Unconventional Monetary Policies: A Cure Worse than the Disease?
UMPs, intended to combat the global financial crisis, have seriously distorted the economy, fuelling asset price bubbles and worsening inequality.
In the world of medicine, there is such a thing as a curse worse than the disease. Think of someone suffering from insomnia, who then is prescribed sleeping pills that cause serious side effects and who suffers withdrawal symptoms while painfully tapering the medication over a period of months or years. Such a person might wish that they had dealt with insomnia by meditation, mindfulness, and herbal tea, rather than harsh medications. Unconventional monetary policies (UMPs) are a bit like that.
This post is intended, in part, to collate some of my thinking on this topic over the years. First, though, for those not conversant with the jargon of monetary policy, let’s understand what UMPs are. The first plank are interest rates at or near what is called the “zero lower bound” — in other words, interest rates at or just above zero (although slightly negative interests are possible, and some central banks have experimented with them). In simpler terms, money is cheap to borrow. The second plank, probably best known by the public, is the large scale purchase of assets, including non-traditional assets (that is, other than just government bonds, gold, and the like), by the central bank. This has become known as “quantitative easing”. The third plank is called “forward guidance” — this is just the central bank making commitments on the future course of the policy interest rate (or other policy instruments); for instance, a commitment not to raise the policy rate into the indefinite future.
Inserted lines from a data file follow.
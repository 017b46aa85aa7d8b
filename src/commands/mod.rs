pub type CmdResult<T> = deploy_manager::Result<(T, i32)>;

pub(crate) struct GlobalArgs {}

pub mod deploy;
pub mod errors;

/// Dispatch a command to its handler and map result to JSON.
macro_rules! dispatch {
    ($args:expr, $global:expr, $module:ident) => {
        deploy_manager::output::map_cmd_result_to_json($module::run($args, $global))
    };
}

pub(crate) fn run_json(
    command: crate::Commands,
    global: &GlobalArgs,
) -> (deploy_manager::Result<serde_json::Value>, i32) {
    crate::tty::status("deploy-manager is working...");

    match command {
        crate::Commands::Deploy(args) => dispatch!(args, global, deploy),
        crate::Commands::Errors(args) => dispatch!(args, global, errors),
    }
}
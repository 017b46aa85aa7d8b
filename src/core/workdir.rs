//! Per-run working directory on the deployment host.

use chrono::{DateTime, Local};
use serde::Serialize;
use uuid::Uuid;

use crate::utils::remote_path;

pub const DEPLOY_DIR_PREFIX: &str = "deploy_";

pub const REPO_DIR: &str = "repo";
pub const CODES_DIR: &str = "codes";
/// Code directory name, both in the repository and in the package.
pub const REPO_CODES_DIR: &str = "kody";
/// Override fragments and other supplementary files.
pub const EXTRA_FILES_DIR: &str = "dodatkowe_pliki";
pub const SPKS_DIR: &str = "spks";
pub const LOGS_DIR: &str = "logs";

pub const META_FILE: &str = "meta.txt";
pub const PRE_DEPLOY_BASH_SCRIPT: &str = "pre_deploy.sh";
pub const PRE_DEPLOY_SAS_SCRIPT: &str = "pre_deploy.sas";
pub const JOBS_TO_REDEPLOY_FILE: &str = "jobs_to_redeploy.txt";
pub const MODULE_PATH_FILE: &str = "module_path.txt";

pub const METADATA_SPK: &str = "metadata.spk";
pub const METADATA_SUBPROP: &str = "metadata.subprop";

pub const LOG_PRE_DEPLOY_BASH: &str = "pre_deploy_sh.log";
pub const LOG_PRE_DEPLOY_SAS: &str = "pre_deploy_sas.log";
pub const LOG_GET_MODULE_PATH: &str = "get_module_path.log";
pub const LOG_UPDATE_DICTIONARIES: &str = "update_dictionaries.log";
pub const LOG_METADATA_EXPORT: &str = "export_metadata.log";
pub const LOG_METADATA_IMPORT: &str = "import_metadata.log";
pub const LOG_REDEPLOY_JOBS: &str = "redeploy_jobs.log";

/// The single remote directory scoping every artifact and log of one run.
///
/// Owned by one pipeline for its lifetime and handed to stages by reference.
/// Nothing in it is cleaned up, success or failure.
#[derive(Debug, Clone, PartialEq, Eq, Serialize)]
#[serde(transparent)]
pub struct WorkingDirectory {
    root: String,
}

impl WorkingDirectory {
    /// `<base>/deploy_<YYYYmmdd_HHMMSS>_<uuid>`; timestamp plus UUID keeps
    /// concurrent runs apart.
    pub fn unique(base: &str) -> Self {
        Self::unique_at(base, Local::now(), Uuid::new_v4())
    }

    pub fn unique_at(base: &str, now: DateTime<Local>, id: Uuid) -> Self {
        let name = format!(
            "{}{}_{}",
            DEPLOY_DIR_PREFIX,
            now.format("%Y%m%d_%H%M%S"),
            id
        );
        Self::at(remote_path::join(base.trim_end_matches('/'), &name))
    }

    /// Use an explicit path (tests, resumed inspection).
    pub fn at(root: impl Into<String>) -> Self {
        Self { root: root.into() }
    }

    pub fn root(&self) -> &str {
        &self.root
    }

    pub fn path(&self, relative: &str) -> String {
        remote_path::join(&self.root, relative)
    }

    pub fn repo_dir(&self) -> String {
        self.path(REPO_DIR)
    }

    pub fn codes_dir(&self) -> String {
        self.path(CODES_DIR)
    }

    /// Assembled code area (`codes/kody`).
    pub fn package_code_dir(&self) -> String {
        remote_path::join(&self.codes_dir(), REPO_CODES_DIR)
    }

    pub fn extra_files_dir(&self) -> String {
        remote_path::join(&self.codes_dir(), EXTRA_FILES_DIR)
    }

    pub fn spks_dir(&self) -> String {
        self.path(SPKS_DIR)
    }

    pub fn logs_dir(&self) -> String {
        self.path(LOGS_DIR)
    }

    pub fn log(&self, name: &str) -> String {
        remote_path::join(&self.logs_dir(), name)
    }

    pub fn spk(&self, name: &str) -> String {
        remote_path::join(&self.spks_dir(), name)
    }

    pub fn meta_file(&self) -> String {
        self.path(META_FILE)
    }

    /// Directories created by assembly, parents first.
    pub fn package_dirs(&self) -> Vec<String> {
        vec![
            self.codes_dir(),
            self.extra_files_dir(),
            self.spks_dir(),
            self.logs_dir(),
        ]
    }
}

impl std::fmt::Display for WorkingDirectory {
    fn fmt(&self, f: &mut std::fmt::Formatter<'_>) -> std::fmt::Result {
        f.write_str(&self.root)
    }
}

#[cfg(test)]
mod tests {
    use super::*;
    use chrono::TimeZone;

    #[test]
    fn unique_name_has_prefix_timestamp_and_uuid() {
        let now = Local.with_ymd_and_hms(2026, 3, 4, 5, 6, 7).unwrap();
        let id = Uuid::nil();
        let dir = WorkingDirectory::unique_at("/sas/runtime/", now, id);

        assert_eq!(
            dir.root(),
            "/sas/runtime/deploy_20260304_050607_00000000-0000-0000-0000-000000000000"
        );
    }

    #[test]
    fn two_runs_never_share_a_directory() {
        let a = WorkingDirectory::unique("/sas/runtime");
        let b = WorkingDirectory::unique("/sas/runtime");
        assert_ne!(a, b);
    }

    #[test]
    fn layout_paths() {
        let dir = WorkingDirectory::at("/w");
        assert_eq!(dir.repo_dir(), "/w/repo");
        assert_eq!(dir.package_code_dir(), "/w/codes/kody");
        assert_eq!(dir.extra_files_dir(), "/w/codes/dodatkowe_pliki");
        assert_eq!(dir.log(LOG_METADATA_EXPORT), "/w/logs/export_metadata.log");
        assert_eq!(dir.spk(METADATA_SPK), "/w/spks/metadata.spk");
        assert_eq!(dir.meta_file(), "/w/meta.txt");
    }
}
The sum total of these policies amounted to pumping billions of dollars of liquidity into the financial system. The goal was to ward off the downturn following the global financial crisis of 2007-9, and the policies may well have done that — although we can never observe the counterfactual scenario. But, as early as 2013 or 2014, many economists began to believe that the policies had outlived their usefulness and were becoming downright harmful.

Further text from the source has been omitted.